Iran’s Conservatives Take Lead in Election, End Nuclear Negotiations By Liam Bailey


By Liam Bailey
featured writer
Dandelion Salad

The Bailey Mail
March 16, 2008


Iran’s hardliners led by Ahmadinejad have taken a massive early lead according to the count thus far. With results from 190 of the 290 seats revealed, Iran’s hardliners had taken 60 seats and the reformists only 33.

Iran’s hardliners celebrated taking a massive early lead in the country’s parliamentary elections by announcing that talks with the west over their nuclear program are over. This is a huge blow to anyone who still hoped this crisis could be resolved peacefully, and takes us one massive step closer to a US military attack on Iran.

It is unsurprising that the conservatives have taken such a lead in the provincial seats, because more than half of the reformists were banned from standing by the un-elected Guardian council of religious clerics, on the grounds that they lacked loyalty to the Islamic system.

One shimmer of light of the election, is that, according to so far unconfirmed reports, Ali Larijani has been elected in the parliamentary elections for the seat of Qom, an important religious city in Iran. Larijani is the former Iranian chief negotiator in the nuclear crisis, and advocate of a peaceful agreement with the West.

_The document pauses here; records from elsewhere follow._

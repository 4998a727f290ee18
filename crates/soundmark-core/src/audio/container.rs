//! M4A/AAC decoding through Symphonia

use super::{duration_ms, AudioData};
use anyhow::{Context, Result};
use std::path::Path;
use symphonia::core::audio::SampleBuffer;
use symphonia::core::codecs::{DecoderOptions, CODEC_TYPE_NULL};
use symphonia::core::errors::Error as SymphoniaError;
use symphonia::core::formats::FormatOptions;
use symphonia::core::io::MediaSourceStream;
use symphonia::core::meta::MetadataOptions;
use symphonia::core::probe::Hint;

/// Decode the first audio track of a container file into interleaved f32
pub(crate) fn decode_container(path: &Path) -> Result<AudioData> {
    let file = std::fs::File::open(path)
        .with_context(|| format!("Failed to open audio file: {}", path.display()))?;
    let mss = MediaSourceStream::new(Box::new(file), Default::default());

    let mut hint = Hint::new();
    if let Some(ext) = path.extension().and_then(|e| e.to_str()) {
        hint.with_extension(ext);
    }

    let format_opts = FormatOptions {
        enable_gapless: true,
        ..Default::default()
    };

    let probed = symphonia::default::get_probe()
        .format(&hint, mss, &format_opts, &MetadataOptions::default())
        .with_context(|| format!("Failed to probe audio file: {}", path.display()))?;
    let mut format = probed.format;

    let track = format
        .tracks()
        .iter()
        .find(|t| t.codec_params.codec != CODEC_TYPE_NULL)
        .ok_or_else(|| anyhow::anyhow!("No audio track found"))?;

    let track_id = track.id;
    let mut sample_rate = track.codec_params.sample_rate.unwrap_or(0);
    let mut channels = track
        .codec_params
        .channels
        .map(|c| c.count() as u16)
        .unwrap_or(0);

    let mut decoder = symphonia::default::get_codecs()
        .make(&track.codec_params, &DecoderOptions::default())
        .context("Failed to create audio decoder")?;

    let mut samples = Vec::new();

    loop {
        let packet = match format.next_packet() {
            Ok(packet) => packet,
            Err(SymphoniaError::IoError(e)) if e.kind() == std::io::ErrorKind::UnexpectedEof => {
                break
            }
            Err(SymphoniaError::ResetRequired) => break,
            Err(e) => return Err(anyhow::anyhow!("Error reading packet: {}", e)),
        };

        if packet.track_id() != track_id {
            continue;
        }

        let decoded = match decoder.decode(&packet) {
            Ok(decoded) => decoded,
            // Corrupted packet, keep going
            Err(SymphoniaError::DecodeError(_)) => continue,
            Err(e) => return Err(anyhow::anyhow!("Decode error: {}", e)),
        };

        let spec = *decoded.spec();
        if sample_rate == 0 {
            sample_rate = spec.rate;
        }
        if channels == 0 {
            channels = spec.channels.count() as u16;
        }

        let mut buf = SampleBuffer::<f32>::new(decoded.capacity() as u64, spec);
        buf.copy_interleaved_ref(decoded);
        samples.extend_from_slice(buf.samples());
    }

    if sample_rate == 0 || channels == 0 {
        anyhow::bail!("Could not determine sample rate or channel layout");
    }

    Ok(AudioData {
        duration_ms: duration_ms(samples.len(), sample_rate, channels),
        samples,
        sample_rate,
        channels,
    })
}
//! In-memory decoder and signal generators

use super::{AudioData, Decoder};
use crate::error::{Result, SoundmarkError};
use std::collections::HashMap;
use std::f64::consts::TAU;
use std::path::{Path, PathBuf};
use std::sync::RwLock;

/// Serves pre-registered audio by path, without touching the filesystem
#[derive(Debug, Default)]
pub struct SyntheticDecoder {
    clips: RwLock<HashMap<PathBuf, AudioData>>,
}

impl SyntheticDecoder {
    pub fn new() -> Self {
        Self::default()
    }

    /// Register `audio` under `path`, replacing any previous clip
    pub fn insert(&self, path: impl Into<PathBuf>, audio: AudioData) {
        if let Ok(mut clips) = self.clips.write() {
            clips.insert(path.into(), audio);
        }
    }

    pub fn with_clip(self, path: impl Into<PathBuf>, audio: AudioData) -> Self {
        self.insert(path, audio);
        self
    }
}

impl Decoder for SyntheticDecoder {
    fn decode(&self, path: &Path) -> Result<AudioData> {
        let clips = self
            .clips
            .read()
            .map_err(|_| SoundmarkError::decode(path, "clip table poisoned"))?;
        clips
            .get(path)
            .cloned()
            .ok_or_else(|| SoundmarkError::decode(path, "no synthetic clip registered"))
    }
}

/// Linear frequency sweep from `start_hz` to `end_hz`
pub fn linear_sweep(
    start_hz: f64,
    end_hz: f64,
    duration_s: f64,
    amplitude: f32,
    sample_rate: u32,
) -> AudioData {
    let sr = sample_rate as f64;
    let n = (duration_s * sr).round() as usize;
    let rate = (end_hz - start_hz) / duration_s;

    let samples = (0..n)
        .map(|i| {
            let t = i as f64 / sr;
            // Phase is the integral of the instantaneous frequency
            let phase = TAU * (start_hz * t + 0.5 * rate * t * t);
            (phase.sin() as f32) * amplitude
        })
        .collect();

    AudioData::mono(samples, sample_rate)
}

/// Back-to-back tones of `note_ms` each, phase-continuous across note changes
pub fn tone_sequence(freqs_hz: &[f64], note_ms: u32, amplitude: f32, sample_rate: u32) -> AudioData {
    let sr = sample_rate as f64;
    let per_note = (note_ms as f64 * sr / 1000.0).round() as usize;
    let mut samples = Vec::with_capacity(per_note * freqs_hz.len());
    let mut phase = 0.0f64;

    for &freq in freqs_hz {
        let step = TAU * freq / sr;
        for _ in 0..per_note {
            samples.push((phase.sin() as f32) * amplitude);
            phase = (phase + step) % TAU;
        }
    }

    AudioData::mono(samples, sample_rate)
}

#[cfg(test)]
mod tests {
    use super::*;

    #[test]
    fn test_generators_produce_expected_lengths() {
        let sweep = linear_sweep(200.0, 1200.0, 2.0, 0.5, 44100);
        assert_eq!(sweep.samples.len(), 88200);
        assert_eq!(sweep.duration_ms, 2000);
        assert!(sweep.samples.iter().all(|s| s.abs() <= 0.5 + 1e-6));

        let tones = tone_sequence(&[440.0, 880.0, 660.0], 200, 0.3, 44100);
        assert_eq!(tones.samples.len(), 3 * 8820);
    }

    #[test]
    fn test_synthetic_decoder_serves_registered_clips() {
        let clip = tone_sequence(&[440.0], 100, 0.5, 44100);
        let decoder = SyntheticDecoder::new().with_clip("mem://a440", clip.clone());

        assert_eq!(decoder.decode(Path::new("mem://a440")).unwrap(), clip);
        assert!(matches!(
            decoder.decode(Path::new("mem://missing")),
            Err(SoundmarkError::Decode { .. })
        ));
    }
}
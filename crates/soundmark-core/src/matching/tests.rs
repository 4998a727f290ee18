//! Tests for offset alignment and ranking

use super::*;
use crate::store::{MemoryStore, NewTrack};
use approx::assert_relative_eq;

fn landmark(hash: u32, time_offset_ms: u32) -> Landmark {
    Landmark {
        hash,
        time_offset_ms,
        anchor_freq: 10,
        target_freq: 20,
        delta_time_ms: 46.4,
        strength: 0.5,
    }
}

/// `n` query landmarks, one every 100 ms, with distinct hashes
fn query(n: u32) -> Vec<Landmark> {
    (0..n).map(|i| landmark(1000 + i, i * 100)).collect()
}

fn postings_at(track_id: TrackId, query: &[Landmark], offset_ms: u32) -> Vec<Posting> {
    query
        .iter()
        .map(|l| Posting {
            track_id,
            time_offset_ms: l.time_offset_ms + offset_ms,
            hash: l.hash,
        })
        .collect()
}

#[test]
fn test_exact_alignment() {
    let config = SoundmarkConfig::default();
    let q = query(40);
    let postings = postings_at(7, &q, 4000);

    let results = Matcher::new(&config).rank(&q, &postings);
    assert_eq!(results.len(), 1);

    let top = &results[0];
    assert_eq!(top.track_id, 7);
    assert_eq!(top.aligned_count, 40);
    assert_eq!(top.total_hash_matches, 40);
    assert_eq!(top.best_offset_ms, 4000);
    assert_eq!((top.query_start_ms, top.query_end_ms), (0, 3900));
    assert_relative_eq!(top.confidence, 1.0, epsilon = 1e-9);
}

#[test]
fn test_scattered_collisions_do_not_align() {
    let config = SoundmarkConfig::default();
    let q = query(40);
    // Every hash matches, but at wildly different offsets
    let postings: Vec<Posting> = q
        .iter()
        .enumerate()
        .map(|(i, l)| Posting {
            track_id: 3,
            time_offset_ms: l.time_offset_ms + (i as u32 * 7919) % 60_000 + 1000 * i as u32,
            hash: l.hash,
        })
        .collect();

    assert!(Matcher::new(&config).rank(&q, &postings).is_empty());
}

#[test]
fn test_raw_hit_floor() {
    let config = SoundmarkConfig::default();
    let q = query(40);

    // Nine perfectly aligned hits stay below the ten-hit floor
    let postings = postings_at(1, &q[..9], 500);
    assert!(Matcher::new(&config).rank(&q, &postings).is_empty());

    // The floor also scales with query size: 1% of 2000 landmarks is 20
    let big = query(2000);
    let postings = postings_at(1, &big[..15], 500);
    let relaxed = SoundmarkConfig {
        min_confidence: 0.0,
        ..Default::default()
    };
    assert!(Matcher::new(&relaxed).rank(&big, &postings).is_empty());
}

#[test]
fn test_repeated_hash_pairs_one_to_one() {
    let config = SoundmarkConfig::default();
    // A sustained tone: one hash every 100 ms in both query and track
    let q: Vec<Landmark> = (0..10).map(|i| landmark(7, i * 100)).collect();
    let postings: Vec<Posting> = (0..10)
        .map(|i| Posting {
            track_id: 1,
            time_offset_ms: 5000 + i * 100,
            hash: 7,
        })
        .collect();

    let results = Matcher::new(&config).rank(&q, &postings);
    assert_eq!(results.len(), 1);
    // 100 pairs, 44 of them within tolerance, but only 10 query landmarks
    assert_eq!(results[0].aligned_count, 10);
    assert_eq!(results[0].total_hash_matches, 10);
    assert_eq!(results[0].best_offset_ms, 5000);
}

#[test]
fn test_few_postings_of_a_repeated_hash_stay_below_floor() {
    let config = SoundmarkConfig::default();
    let q: Vec<Landmark> = (0..30).map(|i| landmark(7, i * 100)).collect();
    // 60 pairs from just 2 postings
    let postings: Vec<Posting> = [4000, 4100]
        .iter()
        .map(|&time_offset_ms| Posting {
            track_id: 1,
            time_offset_ms,
            hash: 7,
        })
        .collect();

    let matcher = Matcher::new(&config);
    assert!(matcher.floor_survivors(&q, &postings).is_empty());
    assert!(matcher.rank(&q, &postings).is_empty());
}

#[test]
fn test_query_cannot_start_before_track() {
    let config = SoundmarkConfig::default();
    let q: Vec<Landmark> = query(30)
        .into_iter()
        .map(|l| landmark(l.hash, l.time_offset_ms + 3000))
        .collect();

    // Postings 3 s earlier than the query landmarks
    let postings = postings_at(1, &query(30), 0);
    assert!(Matcher::new(&config).rank(&q, &postings).is_empty());

    // Within tolerance of the track start is still a match
    let postings: Vec<Posting> = q
        .iter()
        .map(|l| Posting {
            track_id: 1,
            time_offset_ms: l.time_offset_ms - 150,
            hash: l.hash,
        })
        .collect();
    let results = Matcher::new(&config).rank(&q, &postings);
    assert_eq!(results[0].best_offset_ms, -150);
}

#[test]
fn test_floor_survivors() {
    let config = SoundmarkConfig::default();
    let q = query(40);
    let mut postings = postings_at(1, &q, 1000);
    postings.extend(postings_at(2, &q[..9], 3000));
    postings.extend(postings_at(3, &q[..10], 5000));

    let survivors = Matcher::new(&config).floor_survivors(&q, &postings);
    assert_eq!(survivors.into_iter().collect::<Vec<_>>(), vec![1, 3]);
}

#[test]
fn test_best_offset_is_median_of_aligned_pairs() {
    let config = SoundmarkConfig::default();
    let q = query(20);
    let jitter = [0i64, 30, -20, 10, 50, -40, 0, 20, -10, 60];
    let postings: Vec<Posting> = q
        .iter()
        .enumerate()
        .map(|(i, l)| Posting {
            track_id: 1,
            time_offset_ms: (l.time_offset_ms as i64 + 2000 + jitter[i % jitter.len()]) as u32,
            hash: l.hash,
        })
        .collect();

    let results = Matcher::new(&config).rank(&q, &postings);
    assert_eq!(results[0].aligned_count, 20);
    // Even count: mean of the two middle deltas, 2000 and 2010
    assert_eq!(results[0].best_offset_ms, 2005);
}

#[test]
fn test_equal_buckets_resolve_to_first_seen() {
    let config = SoundmarkConfig {
        offset_tolerance_ms: 0,
        min_aligned_count: 1,
        min_confidence: 0.0,
        relative_confidence_cutoff: 0.0,
        relative_aligned_cutoff: 0.0,
        ..Default::default()
    };
    let q = query(20);
    // First ten query landmarks align at 3000, the last ten at 8000
    let mut postings = postings_at(1, &q[..10], 3000);
    postings.extend(postings_at(1, &q[10..], 8000));

    let results = Matcher::new(&config).rank(&q, &postings);
    assert_eq!(results[0].best_offset_ms, 3000);
    assert_eq!(results[0].aligned_count, 10);

    // Swapping which half comes first in query order flips the winner
    let mut postings = postings_at(1, &q[..10], 8000);
    postings.extend(postings_at(1, &q[10..], 3000));
    let results = Matcher::new(&config).rank(&q, &postings);
    assert_eq!(results[0].best_offset_ms, 8000);
}

#[test]
fn test_ranking_and_relative_pruning() {
    let q = query(40);
    let mut postings = postings_at(1, &q, 1000);
    // Track 2 aligns on the first half of the query only
    postings.extend(postings_at(2, &q[..20], 9000));

    let strict = SoundmarkConfig::default();
    let results = Matcher::new(&strict).rank(&q, &postings);
    assert_eq!(results.len(), 1);
    assert_eq!(results[0].track_id, 1);

    let lenient = SoundmarkConfig {
        relative_confidence_cutoff: 0.0,
        relative_aligned_cutoff: 0.0,
        ..Default::default()
    };
    let results = Matcher::new(&lenient).rank(&q, &postings);
    assert_eq!(results.len(), 2);
    assert_eq!(results[0].track_id, 1);
    assert_eq!(results[1].track_id, 2);
    assert!(results[0].confidence > results[1].confidence);
}

#[test]
fn test_identical_scores_order_by_track_id() {
    let config = SoundmarkConfig::default();
    let q = query(30);
    let mut postings = postings_at(9, &q, 500);
    postings.extend(postings_at(4, &q, 700));

    let results = Matcher::new(&config).rank(&q, &postings);
    let ids: Vec<TrackId> = results.iter().map(|c| c.track_id).collect();
    assert_eq!(ids, vec![4, 9]);
}

#[test]
fn test_max_results_caps_output() {
    let config = SoundmarkConfig {
        max_results: 2,
        ..Default::default()
    };
    let q = query(30);
    let postings: Vec<Posting> = (1..=5)
        .flat_map(|id| postings_at(id, &q, 100 * id as u32))
        .collect();

    assert_eq!(Matcher::new(&config).rank(&q, &postings).len(), 2);
}

#[test]
fn test_confidence_formula() {
    let config = SoundmarkConfig::default();
    let matcher = Matcher::new(&config);

    // ratio 0.3, half spread: 0.3 * (0.5 + 0.25)
    assert_relative_eq!(matcher.confidence(30, 100, 0.5), 0.225, epsilon = 1e-9);
    // Count bonus kicks in above 150 aligned pairs
    assert_relative_eq!(matcher.confidence(225, 1000, 1.0), 0.225 + 0.05, epsilon = 1e-9);
    // Clipped to 1
    assert_relative_eq!(matcher.confidence(400, 300, 1.0), 1.0);
    assert_eq!(matcher.confidence(5, 0, 1.0), 0.0);
}

#[test]
fn test_empty_inputs() {
    let config = SoundmarkConfig::default();
    let matcher = Matcher::new(&config);
    assert!(matcher.rank(&[], &postings_at(1, &query(20), 0)).is_empty());
    assert!(matcher.rank(&query(20), &[]).is_empty());

    let store = MemoryStore::new();
    let report = matcher.query(&query(20), &store).unwrap();
    assert!(report.candidates.is_empty());
    assert_eq!(report.catalog_hits, 0);
}

#[test]
fn test_query_against_store() {
    let config = SoundmarkConfig::default();
    let store = MemoryStore::new();
    let track: Vec<Landmark> = query(60)
        .into_iter()
        .map(|l| landmark(l.hash, l.time_offset_ms + 2500))
        .collect();
    let id = store
        .insert_track(
            &NewTrack {
                title: "Sweep".to_string(),
                artist: "Generator".to_string(),
                album: None,
                duration_seconds: 8.5,
                pipeline_tag: config.pipeline_tag(),
            },
            &track,
        )
        .unwrap();

    // Query a 3 s excerpt with a duplicate hash
    let mut q: Vec<Landmark> = query(60)[10..40].to_vec();
    q.push(q[0]);
    let report = Matcher::new(&config).query(&q, &store).unwrap();

    assert_eq!(report.catalog_hits, 30);
    assert_eq!(report.candidates[0].track_id, id);
    assert_eq!(report.candidates[0].best_offset_ms, 2500);
    assert_eq!(distinct_hashes(&q).len(), 30);
}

Larijani was a conservative and a supporter of Ahmadinejad, but their difference over the handling of the nuclear row led to Larijani and others breaking away and forming a political group now known as revisionists. Basically they don’t want the sweeping changes to the political system that the reformists do, but they hate the way Ahmadinejad has allowed the economy to collapse, the main reason for which being UN resolutions targeting the economy, because of his failure to peacefully resolve the nuclear row. The reformists have taken 48 seats of the results so far revealed.

Last week’s resignation of long-standing Naval Officer and central commander in the Middle East, General Fallon was widely regarded as a sign that war with Iran may be just around the corner. Another sign is Israel’s preparations to go to war with Hezbollah, an Iranian backed terror group in Lebanon who would attack Israel in retaliation for any US strike on Iran. Iran’s conservatives winning the provincial elections, and calling of negotiations over the nuclear row, I’m afraid to say, takes us far too close to war with Iran for my liking.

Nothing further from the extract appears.